The cabin was empty before I made my move, plunging into the bewildering complexity of the airport, eventually to emerge dazed and blinking and mole like into the arrivals' hall. She was there. I saw her before she saw me, thus giving me the chance to observe her candidly for a while as I was swept towards her by the tide of people. She was wearing a tight top and a floral, wrap around skirt, like she'd just walked off a beach. She looked stunning in the mixture of her strangeness, and yet also her ageless familiarity.
It seemed more my place to shuffle by unseen while she gazed into the crowd, looking for someone else, looking for the bright young man who had once been John Ogilvy. But by some mysterious process, some queer unravelling of fate, if only for today, it was me she was looking for.
"Hi," I said, puzzled by the neat little suitcase on the floor behind her.
She started, then laughed. "Tom. You're here."
She kissed me, or at least I felt her cheek brush mine. It was an innocent gesture, but was for me more significant for it being the closest we had ever come together. I felt the texture of her skin against my five-o'clock shadow and I caught the scent of soap. I felt a heat, and for just a moment, from the way she held herself, an impression of a deeper part of her.
"Come on," she said. "Our plane leaves at seven."
"Eh?"
"Majorca."
"You're having me on!"
"No. It was a special deal at the travel agents this morning. Short notice - weekend for two in Majorca. Well? What do you say?" She misread my hesitation. "It's all right isn't it? I mean you said you had no plans or anything. I thought it would be fun."
I felt groggy after my trip. Also I felt dishevelled and grey beside her brightness and her energy. "It's fine. It's,… . unbelievable. It's just that when you said a beach, I thought you meant - I don't know - Formby Point or somewhere."
"Well, there's nothing wrong with Formby Point of course, except it'll be freezing. I've been to this place before, passed through it once - it'll be so quiet at this time of year. And I know we'll have the beach to ourselves. You'll love it."
"I'm sure I will."
I recalled the vision of her last night, and her chastisement for my not being honest and open with her. It was a fantasy, the words had been my own, and yet they had been spontaneous in a way that was entirely mysterious to me, and also prescient.
"Rachel,… there's something I should tell you,… "
"I'm sorry,… . you're tired. Lets find somewhere we can sit down. Would you like a coffee?"
"Rachel,… please,… before we go on, there's something I really have to tell you."
"You look so serious. What is it?"
I hung my head and took a deep breath. "Rachel, I love you."
She looked at me, her expression one of bemusement. "What?"
"I love you."
"That's what I thought you said."
"I've loved you since I was fourteen years old. There hasn't a day gone by when I haven't thought of you, or wondered what you were doing.
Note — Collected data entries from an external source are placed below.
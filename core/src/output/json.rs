use crate::diff::DiffReport;
use std::io::Write;

pub fn serialize_diff_report(report: &DiffReport) -> serde_json::Result<String> {
    serde_json::to_string(report)
}

pub fn serialize_diff_report_pretty(report: &DiffReport) -> serde_json::Result<String> {
    serde_json::to_string_pretty(report)
}

pub fn write_diff_report<W: Write>(w: W, report: &DiffReport) -> serde_json::Result<()> {
    serde_json::to_writer(w, report)
}
use crate::alignment::SourceRow;
use crate::diff::{DiffStatus, TableDiffRow};
use crate::model::ColumnSet;
use rustc_hash::{FxHashMap, FxHashSet};

/// Id-keyed matching used when the DP matrix would be too large.
///
/// Each side is keyed by display id (1-based position when a row has none);
/// a later row with a repeated id replaces the earlier one. Output follows the
/// first-seen order of ids, left side first. Runs in O(n + m).
pub(crate) fn align_rows_by_id(
    left: &[SourceRow<'_>],
    right: &[SourceRow<'_>],
    columns: &ColumnSet,
) -> Vec<TableDiffRow> {
    let mut order = IdOrder::with_capacity(left.len().max(right.len()));
    let left_map = index_by_id(left, &mut order);
    let right_map = index_by_id(right, &mut order);

    order
        .ids
        .into_iter()
        .enumerate()
        .map(|(k, id)| {
            let l = left_map.get(&id).copied();
            let r = right_map.get(&id).copied();
            let status = match (l, r) {
                (Some(a), Some(b)) if a.row.content_eq(b.row, columns) => DiffStatus::Unchanged,
                (Some(_), Some(_)) => DiffStatus::Changed,
                (Some(_), None) => DiffStatus::Removed,
                _ => DiffStatus::Added,
            };

            let mut row = TableDiffRow::new(id, status, format!("fallback-{k}"));
            if let Some(l) = l {
                row = row.with_left(l.row, l.index);
            }
            if let Some(r) = r {
                row = row.with_right(r.row, r.index);
            }
            row
        })
        .collect()
}

fn fallback_id(source: &SourceRow<'_>) -> String {
    if source.row.display_id.is_empty() {
        (source.index + 1).to_string()
    } else {
        source.row.display_id.clone()
    }
}

/// Ids in first-seen order across both sides.
struct IdOrder {
    ids: Vec<String>,
    seen: FxHashSet<String>,
}

impl IdOrder {
    fn with_capacity(capacity: usize) -> Self {
        Self {
            ids: Vec::with_capacity(capacity),
            seen: FxHashSet::with_capacity_and_hasher(capacity, Default::default()),
        }
    }

    fn note(&mut self, id: &str) {
        if !self.seen.contains(id) {
            self.seen.insert(id.to_string());
            self.ids.push(id.to_string());
        }
    }
}

fn index_by_id<'a>(rows: &[SourceRow<'a>], order: &mut IdOrder) -> FxHashMap<String, SourceRow<'a>> {
    let mut map: FxHashMap<String, SourceRow<'a>> =
        FxHashMap::with_capacity_and_hasher(rows.len(), Default::default());
    for source in rows {
        let id = fallback_id(source);
        order.note(&id);
        map.insert(id, *source);
    }
    map
}
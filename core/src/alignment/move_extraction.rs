use crate::alignment::lis::{RowMatch, stable_chain};
use crate::engine::context::TableCtx;
use crate::model::{ColumnSet, Row};
use crate::similarity::row_similarity;
use rustc_hash::FxHashSet;
use std::cmp::Ordering;
use std::rc::Rc;

/// A row matched across sides whose relative position changed.
#[derive(Debug, Clone, Copy, PartialEq)]
pub(crate) struct RowMove {
    pub left_index: usize,
    pub right_index: usize,
    pub similarity: f64,
}

/// Finds rows that moved between `left` and `right`.
///
/// Candidate pairs at or above `move_similarity_threshold` are matched 1:1,
/// best first. Of the matches, the longest (then most similar) chain that
/// keeps its relative order stays in place; every other match is a move.
/// Returned moves are ordered by right index. Swapping the sides swaps each
/// move's indices and nothing else.
pub(crate) fn extract_moves(
    left: &[Rc<Row>],
    right: &[Rc<Row>],
    columns: &ColumnSet,
    ctx: &TableCtx<'_>,
) -> Vec<RowMove> {
    let config = ctx.config;
    if !config.enable_moves || left.is_empty() || right.is_empty() {
        return Vec::new();
    }

    let Some(mut candidates) = collect_candidates(left, right, columns, ctx) else {
        return Vec::new();
    };

    candidates.sort_by(|a, b| {
        b.similarity
            .partial_cmp(&a.similarity)
            .unwrap_or(Ordering::Equal)
            .then_with(|| a.distance().cmp(&b.distance()))
            .then_with(|| a.left.min(a.right).cmp(&b.left.min(b.right)))
            .then_with(|| a.left.cmp(&b.left))
    });

    let mut used_left: FxHashSet<usize> = FxHashSet::default();
    let mut used_right: FxHashSet<usize> = FxHashSet::default();
    let mut matches: Vec<RowMatch> = Vec::new();
    for candidate in candidates {
        if used_left.contains(&candidate.left) || used_right.contains(&candidate.right) {
            continue;
        }
        used_left.insert(candidate.left);
        used_right.insert(candidate.right);
        matches.push(candidate);
    }

    if matches.len() < 2 {
        return Vec::new();
    }

    matches.sort_by_key(|m| m.right);
    let stable: FxHashSet<usize> = stable_chain(&matches).into_iter().collect();

    matches
        .iter()
        .enumerate()
        .filter(|(pos, _)| !stable.contains(pos))
        .map(|(_, m)| RowMove {
            left_index: m.left,
            right_index: m.right,
            similarity: m.similarity,
        })
        .collect()
}

/// All pairs scoring at least the move threshold, or `None` once the count
/// passes `move_max_pairs`.
fn collect_candidates(
    left: &[Rc<Row>],
    right: &[Rc<Row>],
    columns: &ColumnSet,
    ctx: &TableCtx<'_>,
) -> Option<Vec<RowMatch>> {
    let threshold = ctx.config.move_similarity_threshold;
    let max_pairs = ctx.config.move_max_pairs as usize;

    let mut candidates = Vec::new();
    for (i, l) in left.iter().enumerate() {
        for (j, r) in right.iter().enumerate() {
            let similarity = row_similarity(l, r, columns);
            if similarity < threshold {
                continue;
            }
            candidates.push(RowMatch {
                left: i,
                right: j,
                similarity,
            });
            if candidates.len() > max_pairs {
                ctx.degraded(
                    "moves disabled",
                    format_args!("more than {max_pairs} candidate pairs"),
                );
                return None;
            }
        }
    }
    Some(candidates)
}

#[cfg(test)]
mod tests {
    use super::*;
    use crate::config::DiffConfig;
    use serde_json::json;

    fn rows(names: &[&str]) -> Vec<Rc<Row>> {
        names
            .iter()
            .enumerate()
            .map(|(i, name)| Rc::new(Row::with_id((i + 1).to_string(), [("name", json!(name))])))
            .collect()
    }

    fn moves(left: &[Rc<Row>], right: &[Rc<Row>], config: &DiffConfig) -> Vec<RowMove> {
        let ctx = TableCtx::new("ROOT", config);
        let columns = ColumnSet::new(vec!["name".to_string()]);
        extract_moves(left, right, &columns, &ctx)
    }

    #[test]
    fn swapped_pair_yields_one_move() {
        let left = rows(&["apple", "banana", "cherry"]);
        let right = rows(&["banana", "apple", "cherry"]);
        let found = moves(&left, &right, &DiffConfig::default());
        assert_eq!(found.len(), 1);
        // Apple and cherry keep their relative order; banana jumped ahead.
        assert_eq!(found[0].left_index, 1);
        assert_eq!(found[0].right_index, 0);
        assert_eq!(found[0].similarity, 1.0);
    }

    #[test]
    fn exact_match_stays_and_near_match_moves_from_either_side() {
        let left = rows(&["grape", "banana"]);
        let right = rows(&["banana", "grapes"]);

        let forward = moves(&left, &right, &DiffConfig::default());
        assert_eq!(forward.len(), 1);
        assert_eq!((forward[0].left_index, forward[0].right_index), (0, 1));
        assert!(forward[0].similarity < 1.0);

        let backward = moves(&right, &left, &DiffConfig::default());
        assert_eq!(backward.len(), 1);
        assert_eq!((backward[0].left_index, backward[0].right_index), (1, 0));
        assert_eq!(backward[0].similarity, forward[0].similarity);
    }

    #[test]
    fn identical_order_has_no_moves() {
        let left = rows(&["apple", "banana", "cherry"]);
        assert!(moves(&left, &left, &DiffConfig::default()).is_empty());
    }

    #[test]
    fn single_match_is_never_a_move() {
        let left = rows(&["apple", "banana"]);
        let right = rows(&["banana", "zzzzzz"]);
        assert!(moves(&left, &right, &DiffConfig::default()).is_empty());
    }

    #[test]
    fn disabled_or_empty_inputs_skip_detection() {
        let left = rows(&["apple", "banana", "cherry"]);
        let right = rows(&["banana", "apple", "cherry"]);
        let config = DiffConfig {
            enable_moves: false,
            ..Default::default()
        };
        assert!(moves(&left, &right, &config).is_empty());
        assert!(moves(&left, &[], &DiffConfig::default()).is_empty());
    }

    #[test]
    fn too_many_candidates_disable_moves() {
        let left = rows(&["same", "same", "same"]);
        let right = rows(&["same", "same", "same"]);
        let config = DiffConfig {
            move_max_pairs: 4,
            ..Default::default()
        };
        assert!(moves(&left, &right, &config).is_empty());
    }

    #[test]
    fn greedy_matching_prefers_the_nearest_equal_candidate() {
        // Every pair is identical, so matches go to the diagonal and nothing moves.
        let left = rows(&["same", "same", "same"]);
        let right = rows(&["same", "same", "same"]);
        assert!(moves(&left, &right, &DiffConfig::default()).is_empty());
    }
}
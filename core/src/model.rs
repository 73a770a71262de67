//! Record node model consumed by the diff engine.
//!
//! This module defines the intermediate representation both sides of a
//! comparison are normalized into:
//! - [`Node`]: a closed variant over leaf values, structures and tables
//! - [`Table`]: ordered rows plus an ordered set of column names
//! - [`Row`]: cells keyed by column name, with lazily filled text caches
//! - [`ColumnSet`]: an ordered column list with a precomputed cache key

use rustc_hash::FxHashMap;
use serde::ser::SerializeStruct;
use serde::{Serialize, Serializer};
use std::cell::RefCell;
use std::collections::BTreeMap;
use std::rc::Rc;

/// Maximum length (in characters) of a rendered structured value.
pub const SUMMARY_MAX_CHARS: usize = 200;

const SIGNATURE_SEPARATOR: &str = "|";
const COLUMN_KEY_SEPARATOR: &str = "\u{1}";

/// A normalized record node.
#[derive(Debug, Clone, PartialEq)]
pub enum Node {
    /// A scalar, null, or opaque structured payload (e.g. an array).
    Value(serde_json::Value),
    Structure(Structure),
    Table(Table),
}

/// Named fields of a structure. Field order is irrelevant for comparison.
#[derive(Debug, Clone, Default, PartialEq)]
pub struct Structure {
    pub fields: BTreeMap<String, Node>,
}

#[derive(Debug, Clone, Default, PartialEq)]
pub struct Table {
    pub columns: Vec<String>,
    pub rows: Vec<Rc<Row>>,
    pub name: Option<String>,
}

/// A single table row.
///
/// # Invariants
///
/// A row is never mutated after construction, so `signature_cache` and
/// `cell_text_cache` can never go stale.
#[derive(Debug)]
pub struct Row {
    pub id: String,
    pub display_id: String,
    pub has_explicit_id: bool,
    pub cells: BTreeMap<String, Node>,
    signature_cache: RefCell<FxHashMap<String, Rc<str>>>,
    cell_text_cache: RefCell<FxHashMap<String, Rc<str>>>,
}

/// Ordered column names plus the key used for per-row signature caching.
#[derive(Debug, Clone, PartialEq, Eq)]
pub struct ColumnSet {
    names: Vec<String>,
    key: String,
}

impl Node {
    pub fn value(value: impl Into<serde_json::Value>) -> Node {
        Node::Value(value.into())
    }

    pub fn null() -> Node {
        Node::Value(serde_json::Value::Null)
    }

    pub fn is_null(&self) -> bool {
        matches!(self, Node::Value(serde_json::Value::Null))
    }

    /// Converts the node back into a plain JSON value.
    pub fn to_plain(&self) -> serde_json::Value {
        match self {
            Node::Value(value) => value.clone(),
            Node::Structure(structure) => {
                let mut out = serde_json::Map::new();
                for (name, child) in &structure.fields {
                    out.insert(name.clone(), child.to_plain());
                }
                serde_json::Value::Object(out)
            }
            Node::Table(table) => {
                let rows = table
                    .rows
                    .iter()
                    .map(|row| {
                        let mut cells = serde_json::Map::new();
                        for (column, cell) in &row.cells {
                            cells.insert(column.clone(), cell.to_plain());
                        }
                        serde_json::json!({ "id": row.id, "cells": cells })
                    })
                    .collect::<Vec<_>>();
                serde_json::json!({
                    "type": "table",
                    "columns": table.columns,
                    "rows": rows,
                })
            }
        }
    }

    /// Renders the node as display text used for cell comparison.
    pub fn display_text(&self) -> String {
        match self {
            Node::Value(value) => value_text(value),
            Node::Table(table) => format!("[table {}x{}]", table.rows.len(), table.columns.len()),
            Node::Structure(_) => summarize_json(&self.to_plain()),
        }
    }
}

impl Serialize for Node {
    fn serialize<S: Serializer>(&self, serializer: S) -> Result<S::Ok, S::Error> {
        self.to_plain().serialize(serializer)
    }
}

impl Table {
    pub fn new(columns: Vec<String>, rows: Vec<Row>) -> Table {
        Table {
            columns,
            rows: rows.into_iter().map(Rc::new).collect(),
            name: None,
        }
    }

    pub fn with_name(mut self, name: impl Into<String>) -> Table {
        self.name = Some(name.into());
        self
    }

    pub fn has_explicit_ids(&self) -> bool {
        self.rows.iter().any(|row| row.has_explicit_id)
    }
}

impl Row {
    pub fn new(
        id: impl Into<String>,
        has_explicit_id: bool,
        cells: BTreeMap<String, Node>,
    ) -> Row {
        let id = id.into();
        Row {
            display_id: id.clone(),
            id,
            has_explicit_id,
            cells,
            signature_cache: RefCell::new(FxHashMap::default()),
            cell_text_cache: RefCell::new(FxHashMap::default()),
        }
    }

    /// Builds a row with an explicit id from `(column, value)` pairs.
    pub fn with_id<I, K, V>(id: impl Into<String>, cells: I) -> Row
    where
        I: IntoIterator<Item = (K, V)>,
        K: Into<String>,
        V: Into<serde_json::Value>,
    {
        let cells = cells
            .into_iter()
            .map(|(column, value)| (column.into(), Node::Value(value.into())))
            .collect();
        Row::new(id, true, cells)
    }

    pub fn cell(&self, column: &str) -> Option<&Node> {
        self.cells.get(column)
    }

    /// True when the column is present and holds an explicit null.
    pub fn is_null_cell(&self, column: &str) -> bool {
        self.cells.get(column).is_some_and(Node::is_null)
    }

    /// Cached display text of a cell; absent cells render as the empty string.
    pub fn cell_text(&self, column: &str) -> Rc<str> {
        if let Some(text) = self.cell_text_cache.borrow().get(column) {
            return Rc::clone(text);
        }
        let text: Rc<str> = match self.cells.get(column) {
            Some(node) => Rc::from(node.display_text()),
            None => Rc::from(""),
        };
        self.cell_text_cache
            .borrow_mut()
            .insert(column.to_string(), Rc::clone(&text));
        text
    }

    /// Cached concatenation of the cell texts under `columns`.
    pub fn signature(&self, columns: &ColumnSet) -> Rc<str> {
        if let Some(sig) = self.signature_cache.borrow().get(columns.key()) {
            return Rc::clone(sig);
        }
        let parts: Vec<Rc<str>> = columns
            .names()
            .iter()
            .map(|column| self.cell_text(column))
            .collect();
        let joined: Vec<&str> = parts.iter().map(|part| part.as_ref()).collect();
        let sig: Rc<str> = Rc::from(joined.join(SIGNATURE_SEPARATOR));
        self.signature_cache
            .borrow_mut()
            .insert(columns.key().to_string(), Rc::clone(&sig));
        sig
    }

    /// Cell-by-cell text equality under `columns`.
    pub fn content_eq(&self, other: &Row, columns: &ColumnSet) -> bool {
        columns
            .names()
            .iter()
            .all(|column| self.cell_text(column) == other.cell_text(column))
    }
}

impl Clone for Row {
    fn clone(&self) -> Self {
        Row {
            id: self.id.clone(),
            display_id: self.display_id.clone(),
            has_explicit_id: self.has_explicit_id,
            cells: self.cells.clone(),
            signature_cache: RefCell::new(FxHashMap::default()),
            cell_text_cache: RefCell::new(FxHashMap::default()),
        }
    }
}

impl PartialEq for Row {
    /// Caches are derived data and do not take part in equality.
    fn eq(&self, other: &Self) -> bool {
        self.id == other.id
            && self.display_id == other.display_id
            && self.has_explicit_id == other.has_explicit_id
            && self.cells == other.cells
    }
}

impl Serialize for Row {
    fn serialize<S: Serializer>(&self, serializer: S) -> Result<S::Ok, S::Error> {
        let mut state = serializer.serialize_struct("Row", 3)?;
        state.serialize_field("id", &self.display_id)?;
        state.serialize_field("explicit_id", &self.has_explicit_id)?;
        state.serialize_field("cells", &self.cells)?;
        state.end()
    }
}

impl ColumnSet {
    pub fn new(names: Vec<String>) -> ColumnSet {
        let key = names.join(COLUMN_KEY_SEPARATOR);
        ColumnSet { names, key }
    }

    /// Union of two column lists: left order first, then right-only columns.
    pub fn merged(left: &[String], right: &[String]) -> ColumnSet {
        let mut names: Vec<String> = Vec::with_capacity(left.len() + right.len());
        for name in left.iter().chain(right.iter()) {
            if !names.contains(name) {
                names.push(name.clone());
            }
        }
        ColumnSet::new(names)
    }

    pub fn names(&self) -> &[String] {
        &self.names
    }

    pub fn key(&self) -> &str {
        &self.key
    }

    pub fn len(&self) -> usize {
        self.names.len()
    }

    pub fn is_empty(&self) -> bool {
        self.names.is_empty()
    }

    pub fn into_names(self) -> Vec<String> {
        self.names
    }
}

/// Text of a cell leaf. Null renders as the empty string.
fn value_text(value: &serde_json::Value) -> String {
    match value {
        serde_json::Value::Null => String::new(),
        serde_json::Value::String(s) => s.clone(),
        serde_json::Value::Bool(b) => b.to_string(),
        serde_json::Value::Number(n) => n.to_string(),
        other => summarize_json(other),
    }
}

/// Serializes a JSON value and truncates it to [`SUMMARY_MAX_CHARS`].
pub(crate) fn summarize_json(value: &serde_json::Value) -> String {
    let text = serde_json::to_string(value).unwrap_or_else(|_| value.to_string());
    shorten(&text, SUMMARY_MAX_CHARS)
}

/// Truncates `text` to at most `max` characters, ending with an ellipsis.
pub(crate) fn shorten(text: &str, max: usize) -> String {
    if text.chars().count() <= max {
        return text.to_string();
    }
    let mut out: String = text.chars().take(max.saturating_sub(1)).collect();
    out.push('…');
    out
}

#[cfg(test)]
mod tests {
    use super::*;
    use serde_json::json;

    fn cols(names: &[&str]) -> ColumnSet {
        ColumnSet::new(names.iter().map(|s| s.to_string()).collect())
    }

    #[test]
    fn cell_text_renders_scalars_and_null() {
        let row = Row::with_id(
            "1",
            [
                ("s", json!("text")),
                ("n", json!(42)),
                ("b", json!(true)),
                ("z", json!(null)),
            ],
        );
        assert_eq!(&*row.cell_text("s"), "text");
        assert_eq!(&*row.cell_text("n"), "42");
        assert_eq!(&*row.cell_text("b"), "true");
        assert_eq!(&*row.cell_text("z"), "");
        assert_eq!(&*row.cell_text("missing"), "");
        assert!(row.is_null_cell("z"));
        assert!(!row.is_null_cell("missing"));
        assert!(!row.is_null_cell("n"));
    }

    #[test]
    fn signature_joins_cells_in_column_order() {
        let row = Row::with_id("1", [("a", json!("x")), ("b", json!(2))]);
        assert_eq!(&*row.signature(&cols(&["b", "a", "c"])), "2|x|");
        assert_eq!(&*row.signature(&cols(&["a"])), "x");
    }

    #[test]
    fn nested_table_cell_renders_dimensions() {
        let inner = Table::new(
            vec!["x".to_string(), "y".to_string()],
            vec![Row::with_id("1", [("x", json!(1))])],
        );
        let mut cells = BTreeMap::new();
        cells.insert("t".to_string(), Node::Table(inner));
        let row = Row::new("1", true, cells);
        assert_eq!(&*row.cell_text("t"), "[table 1x2]");
    }

    #[test]
    fn merged_columns_keep_left_order_then_right_only() {
        let left = vec!["a".to_string(), "b".to_string()];
        let right = vec!["c".to_string(), "a".to_string(), "d".to_string()];
        let merged = ColumnSet::merged(&left, &right);
        assert_eq!(merged.names(), &["a", "b", "c", "d"]);
    }

    #[test]
    fn shorten_truncates_with_ellipsis() {
        assert_eq!(shorten("abcdef", 10), "abcdef");
        assert_eq!(shorten("abcdef", 4), "abc…");
        assert_eq!(shorten("абвгде", 3), "аб…");
    }

    #[test]
    fn clone_drops_caches_but_keeps_equality() {
        let row = Row::with_id("7", [("a", json!("v"))]);
        let _ = row.cell_text("a");
        let copy = row.clone();
        assert_eq!(row, copy);
        assert_eq!(&*copy.cell_text("a"), "v");
    }
}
I have always loved you and you will be a part of me until I die."
There was an understandable and significant pause while she took this in. "You're serious?"
I tried to soften the shock of it with smile. "Yes," I said. "Now, if you still want to risk a weekend alone with a guy who's just told you that, then lead on."
She shook her head as if to clear it. Then, slowly, she returned my smile, took hold of the limp remains of my tie and led me through the crowd. "Let's go and check in."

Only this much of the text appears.